Boston pastor who may head Operation PUSH has `open' pulpit

Operation PUSH (People United to Serve Humanity) is in the market for a new leader, and he may be the Rev. Charles R. Stith of Boston.

The Rev. Jesse L. Jackson has offered Mr. Stith a new job -- president of Operation PUSH, an organization Mr. Jackson founded in 1971 in Chicago after working several years with Operation Breadbasket for the Southern Christian Leadership Conference (SCLC). The late Dr. Martin Luther King Jr. formed Operation Breadbasket as an economic wing of SCLC in the mid 1960s and named Jackson to run it.

A Harvard-trained minister from St. Louis, Mr. Stith has been pastor of the Union United Methodist Church, one of the oldest and most influential black churches in New England, since 1977.

He also works with local civil rights and human rights organizations.

Stith often opens his pulpit to speakers who are not members of the clergy. His congregation is as likely to hear US Sen. Gary Hart (D) of Colorado, former US Rep. John Anderson (R) of Illinois, former First Lady Rosalyn Carter, or Mayor Andrew Young of Atlanta in the pulpit as it is to hear a visiting Methodist minister or bishop.
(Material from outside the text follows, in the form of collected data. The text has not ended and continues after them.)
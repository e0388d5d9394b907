// SPDX-License-Identifier: PMPL-1.0-or-later
// Copyright (c) 2026 Jonathan D.A. Jewell (hyperpolymath) <jonathan.jewell@open.ac.uk>
//
// Stub bridge for builds without a camera or share sheet.
//
// Every trait method returns `PlatformUnavailable`.

use scandock_core::error::{Result, ScandockError};

use crate::traits::*;

/// No-op bridge.
pub struct StubBridge;

impl PlatformBridge for StubBridge {
    fn platform_name(&self) -> &str {
        "Desktop (stub)"
    }
}

impl NativeCamera for StubBridge {
    fn capture_image(&self) -> Result<Option<Vec<u8>>> {
        tracing::warn!("NativeCamera::capture_image called on stub bridge");
        Err(ScandockError::PlatformUnavailable)
    }
}

impl NativeShare for StubBridge {
    fn share_file(&self, _path: &str, _mime_type: &str) -> Result<()> {
        tracing::warn!("NativeShare::share_file called on stub bridge");
        Err(ScandockError::PlatformUnavailable)
    }
}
Stith worked with the local Rainbow Coalition to help black state Rep. Melvin H. King in his 1983 bid for mayor of Boston. And the minister supported the Rainbow Coalition of New England in behalf of Jesse Jackson's 1984 Democratic Party primary campaign for president.

On the possibility of his becoming the leader of PUSH, Stith says, ``I can hardly believe that such a job has been offered to me. I can't say I'll accept the offer at this time. I'll have to talk it over with my wife.''

Mrs. Stith, the former Deborah Prothow, is a physician active in community health care. The couple has two children. They have lived in Boston for 10 years.

Stith has never been a member of Operation PUSH, he points out, and thus would be assuming the presidency as an outsider coming into an established organization. But ``outreach to people is my mission as a Christian minister,'' he says.

His current outreach effort centers around a growing national project to ``revive the traditional unity and friendship between blacks and Jews,'' Stith explains. ``Recently, our relationships have been strained, but I don't think our unity of purpose in achieving human rights and civil rights for peoples around the world has ever been strained.''

In Boston he has worked closely with Leonard Zakim, executive director of the Anti-Defamation League (ADL) of B'nai B'rth, to foster continued friendship between Jews and blacks, long allies in the civil rights struggle in the United States.

Mr. Stith and Mr. Zakim led a pilgrimage of American blacks and Jews to Israel last September. The travelers met Israeli officials at all levels during their tour. They also met with ``the people'' in towns and villages.

Last year Stith visited the troubled Chicago suburb of Skokie, Ill., after an American Nazi group announced a march through a Jewish community.

Even before what some have called ``black-Jewish crisis'' became a highly visible issue during last year's presidential primaries, Stith's Union Methodist congregation was involved in a series of Seder (exchange services) between Jews and Christians for four years.

``Attendance at these interdenominational services increased each year,'' says Stith. ``This project grew by word of mouth because of the sincerity of the effort to focus on our broader agenda -- to confirm the necessity for our two groups to maintain good relations and common interests with each other.''

National attention to Jewish-black relations followed an alleged ``off the record'' anti-Jewish statement attributed to Jesse Jackson and various statements by Minister Louis Farrakhan, Black Muslim leader of the Nation of Islam.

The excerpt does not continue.